RE/GENERATION BARRIO LOGAN:
A Place-based Audio Tour of Transitions and Continuities from 2007-2013

When I began this project in 2007, I remembered back to when family members in LA would share stories of homes being in the way of construction for Interstate 5. I will never forget thinking how one’s home could be bulldozed for the sake of urban expansion. So when I noticed that more than half of the 1700 block of Logan Avenue was to be uprooted, I instantly grabbed my camera and began documenting the changes as they unfolded.

La Entrada

Track 1 »

A Local's History

Track 2 »

Tres Generaciones

Track 3 »

Take it as is

Track 4 »

Voz/Public

Track 5 »

Erasing Local Color

Track 6 »

Environmental Justice

Track 7 »

The Spot

Track 8 »

Future Barrio

Track 9 »

About the Project

In its original format, Re/Generation Barrio Logan is a place-based mobile-app walking tour.

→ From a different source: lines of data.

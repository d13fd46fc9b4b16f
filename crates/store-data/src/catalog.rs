//! Catalog reader backed by the hosted content store.

use std::sync::Arc;

use async_trait::async_trait;
use store_commerce::catalog::{decode_products, CatalogQuery, CatalogReader, Product};
use store_commerce::{CatalogError, ProductId};

use crate::groq::{GroqQuery, QueryEnvelope};
use crate::{ContentStoreConfig, FetchClient, FetchError, Transport};

/// Reads products from the content store's query endpoint.
#[derive(Debug, Clone)]
pub struct ContentStoreCatalog {
    client: FetchClient,
    config: ContentStoreConfig,
}

impl ContentStoreCatalog {
    /// Connect over HTTP using `config`.
    pub fn connect(config: ContentStoreConfig) -> Result<Self, FetchError> {
        config.validate()?;
        let client = FetchClient::new()?;
        Ok(Self::build(client, config))
    }

    /// Use an explicit transport instead of HTTP.
    pub fn with_transport(
        config: ContentStoreConfig,
        transport: Arc<dyn Transport>,
    ) -> Result<Self, FetchError> {
        config.validate()?;
        Ok(Self::build(FetchClient::with_transport(transport), config))
    }

    fn build(client: FetchClient, config: ContentStoreConfig) -> Self {
        let client = client
            .with_base_url(config.base_url())
            .with_default_header("Accept", "application/json");
        Self { client, config }
    }

    /// The settings this catalog was built with.
    pub fn config(&self) -> &ContentStoreConfig {
        &self.config
    }

    async fn run(&self, query: &CatalogQuery) -> Result<Vec<Product>, CatalogError> {
        let operation = query.operation();
        let groq = GroqQuery::from_catalog(query, &self.config.document_type);

        let envelope = self
            .execute(&groq)
            .await
            .map_err(|e| CatalogError::unavailable(operation, e))?;

        tracing::debug!(
            operation,
            server_ms = envelope.ms.unwrap_or_default(),
            query = envelope.query.as_deref().unwrap_or(groq.text()),
            "content store query"
        );

        Ok(decode_products(envelope.into_documents()))
    }

    async fn execute(&self, groq: &GroqQuery) -> Result<QueryEnvelope, FetchError> {
        let mut request = self.client.get(self.config.query_path());
        for (key, value) in groq.to_query_pairs() {
            request = request.query(key, value);
        }
        if let Some(token) = &self.config.token {
            request = request.bearer_auth(token);
        }

        request.send().await?.error_for_status()?.json()
    }
}

#[async_trait]
impl CatalogReader for ContentStoreCatalog {
    async fn list_all(&self) -> Result<Vec<Product>, CatalogError> {
        self.run(&CatalogQuery::All).await
    }

    async fn list_by_category(&self, category: &str) -> Result<Vec<Product>, CatalogError> {
        self.run(&CatalogQuery::category(category)).await
    }

    async fn get_by_id(&self, id: &ProductId) -> Result<Option<Product>, CatalogError> {
        let products = self.run(&CatalogQuery::ById(id.clone())).await?;
        Ok(products.into_iter().next())
    }
}
//! Interactive shopping session.
//!
//! One cart store lives for the whole session and is handed to every view,
//! so products added from the listing, a category page or a detail page all
//! land in the same cart that checkout edits.

use anyhow::{bail, Result};
use console::Term;
use dialoguer::{Confirm, Input, Select};
use store_commerce::cart::CartStore;
use store_commerce::catalog::{CatalogReader, Product, ProductLookup};
use store_commerce::views::{
    CategoryState, CategoryView, CheckoutView, ListingStatus, ListingView, ProductDetailView,
    CART_EMPTY, CATEGORY_EMPTY, FETCH_FAILED, NO_SEARCH_RESULTS, PRODUCT_NOT_FOUND,
};
use store_commerce::ProductId;

use super::browse::print_product;
use crate::context::Context;
use crate::output::{money_label, price_label};

const MAIN_MENU: [&str; 5] = [
    "Browse all products",
    "Browse a category",
    "Search",
    "Cart & checkout",
    "Quit",
];

/// Run the interactive session.
pub async fn run(ctx: &Context) -> Result<()> {
    if ctx.output.is_json() || !Term::stdout().is_term() {
        bail!("The shop command needs an interactive terminal");
    }

    let catalog = ctx.open_catalog()?;
    let cart = CartStore::new();
    tracing::info!(session_id = %cart.session_id(), "shopping session started");

    let mut listing = ListingView::new(cart.clone());
    let spinner = ctx.output.spinner("Loading products");
    listing.refresh(catalog.as_ref()).await;
    spinner.finish_and_clear();

    if listing.status() == ListingStatus::Failed {
        ctx.output.warn(FETCH_FAILED);
    }

    loop {
        let prompt = format!(
            "Storefront ({} in cart, {})",
            cart.total_quantity(),
            cart.summary().discounted_total.display()
        );
        let choice = Select::new()
            .with_prompt(prompt)
            .items(&MAIN_MENU)
            .default(0)
            .interact_opt()?;

        match choice {
            Some(0) => {
                retry_listing(&mut listing, catalog.as_ref(), ctx).await;
                listing.set_search("");
                browse_listing(&listing, catalog.as_ref(), ctx).await?;
            }
            Some(1) => {
                retry_listing(&mut listing, catalog.as_ref(), ctx).await;
                browse_category(&listing, catalog.as_ref(), &cart, ctx).await?;
            }
            Some(2) => {
                retry_listing(&mut listing, catalog.as_ref(), ctx).await;
                let text: String = Input::new()
                    .with_prompt("Search")
                    .allow_empty(true)
                    .interact_text()?;
                listing.set_search(text);
                browse_listing(&listing, catalog.as_ref(), ctx).await?;
            }
            Some(3) => checkout(&CheckoutView::new(cart.clone()), ctx)?,
            _ => break,
        }
    }

    listing.teardown();
    let summary = cart.summary();
    if summary.line_count > 0 {
        ctx.output.info(&format!(
            "Leaving with {} item(s) worth {}",
            summary.total_quantity,
            money_label(&summary.discounted_total)
        ));
    }
    Ok(())
}

/// Read the catalog again when the last listing read failed.
async fn retry_listing(listing: &mut ListingView, catalog: &dyn CatalogReader, ctx: &Context) {
    if listing.status() != ListingStatus::Failed {
        return;
    }
    let spinner = ctx.output.spinner("Loading products");
    listing.reload_if_failed(catalog).await;
    spinner.finish_and_clear();
}

/// Pick from the listing's visible products.
async fn browse_listing(
    listing: &ListingView,
    catalog: &dyn CatalogReader,
    ctx: &Context,
) -> Result<()> {
    match listing.status() {
        ListingStatus::Failed | ListingStatus::Loading => {
            ctx.output.warn(FETCH_FAILED);
            return Ok(());
        }
        ListingStatus::NoMatches => {
            ctx.output.info(NO_SEARCH_RESULTS);
            return Ok(());
        }
        ListingStatus::Ready => {}
    }

    let products = listing.visible_products();
    if let Some(id) = pick_product(&products, "Choose a product")? {
        show_product(id, catalog, listing.cart(), ctx).await?;
    }
    Ok(())
}

/// Pick a category, then a product inside it.
async fn browse_category(
    listing: &ListingView,
    catalog: &dyn CatalogReader,
    cart: &CartStore,
    ctx: &Context,
) -> Result<()> {
    let categories = listing.categories();
    if categories.is_empty() {
        ctx.output.info(CATEGORY_EMPTY);
        return Ok(());
    }

    let Some(index) = Select::new()
        .with_prompt("Choose a category")
        .items(&categories)
        .default(0)
        .interact_opt()?
    else {
        return Ok(());
    };

    let mut view = CategoryView::new(categories[index].clone());
    let spinner = ctx.output.spinner(&format!("Loading {}", view.title()));
    view.refresh(catalog).await;
    spinner.finish_and_clear();

    let picked = match view.state() {
        CategoryState::Loaded(products) => {
            let rows: Vec<&Product> = products.iter().collect();
            pick_product(&rows, &view.title())?
        }
        CategoryState::Empty => {
            ctx.output.info(CATEGORY_EMPTY);
            None
        }
        CategoryState::Failed(_) | CategoryState::Loading => {
            ctx.output.warn(FETCH_FAILED);
            None
        }
    };
    view.teardown_handle().teardown();

    if let Some(id) = picked {
        show_product(id, catalog, cart, ctx).await?;
    }
    Ok(())
}

/// Open a product's detail page and offer to add it to the cart.
async fn show_product(
    id: ProductId,
    catalog: &dyn CatalogReader,
    cart: &CartStore,
    ctx: &Context,
) -> Result<()> {
    let mut view = ProductDetailView::new(id, cart.clone());
    let spinner = ctx.output.spinner("Loading product");
    view.refresh(catalog).await;
    spinner.finish_and_clear();

    match view.lookup() {
        Some(ProductLookup::Found(product)) => {
            print_product(product, ctx);
            let add = Confirm::new()
                .with_prompt("Add to cart?")
                .default(true)
                .interact()?;
            if add && view.add_to_cart() {
                ctx.output.success(&format!(
                    "Added {} ({} in cart)",
                    product.name,
                    cart.cart().quantity_of(&product.id)
                ));
            }
        }
        Some(ProductLookup::NotFound) => ctx.output.warn(PRODUCT_NOT_FOUND),
        Some(ProductLookup::Unavailable(_)) | None => ctx.output.warn(FETCH_FAILED),
    }
    view.teardown_handle().teardown();
    Ok(())
}

/// Show the cart and edit quantities until the user backs out.
fn checkout(view: &CheckoutView, ctx: &Context) -> Result<()> {
    loop {
        if view.is_empty() {
            ctx.output.info(CART_EMPTY);
            return Ok(());
        }

        let summary = view.summary();
        ctx.output.header("Your cart");
        for line in &summary.lines {
            ctx.output.kv(
                &line.name,
                &format!(
                    "{} x {} = {}",
                    line.quantity,
                    line.unit_price.display(),
                    line.discounted_subtotal.display()
                ),
            );
        }
        ctx.output.kv("Subtotal", &summary.subtotal.display());
        if summary.has_discounts() {
            ctx.output.kv("Savings", &summary.savings().display());
        }
        ctx.output.kv("Total", &money_label(&summary.discounted_total));

        let lines = view.lines();
        let mut items: Vec<String> = lines
            .iter()
            .map(|line| format!("{} (x{})", line.product.name, line.quantity))
            .collect();
        items.push("Back".to_string());

        let Some(index) = Select::new()
            .with_prompt("Edit a line")
            .items(&items)
            .default(0)
            .interact_opt()?
        else {
            return Ok(());
        };
        let Some(line) = lines.get(index) else {
            return Ok(());
        };

        let action = Select::new()
            .with_prompt(line.product.name.as_str())
            .items(&["Increase", "Decrease", "Remove", "Back"])
            .default(0)
            .interact_opt()?;

        match action {
            Some(0) => view.increment(line.product_id()),
            Some(1) => view.decrement(line.product_id()),
            Some(2) => view.remove(line.product_id()),
            _ => {}
        }
    }
}

/// Select a product from `products`; `None` when the user backs out.
fn pick_product(products: &[&Product], prompt: &str) -> Result<Option<ProductId>> {
    let items: Vec<String> = products
        .iter()
        .map(|p| format!("{}  {}", p.name, price_label(p)))
        .collect();

    let choice = Select::new()
        .with_prompt(prompt)
        .items(&items)
        .default(0)
        .interact_opt()?;

    Ok(choice.and_then(|i| products.get(i)).map(|p| p.id.clone()))
}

It explores an alternative narrative to gentrification based on a 7-year study of urban development in San Diego’s Barrio Logan. Triggered by the decade-old Petco Park Baseball Stadium, ballpark encroachment has transformed the barrio into a hip industrial arts district.

For over a hundred years, the barrio has experienced destructive changes in land use as a result of unjust city zoning. However, a history of racialization coupled with the Chicano arts movement made Barrio Logan into a rich cultural landscape. As the neighborhood is once again threatened by displacement, the community is eager to hold on to the place they have made their own.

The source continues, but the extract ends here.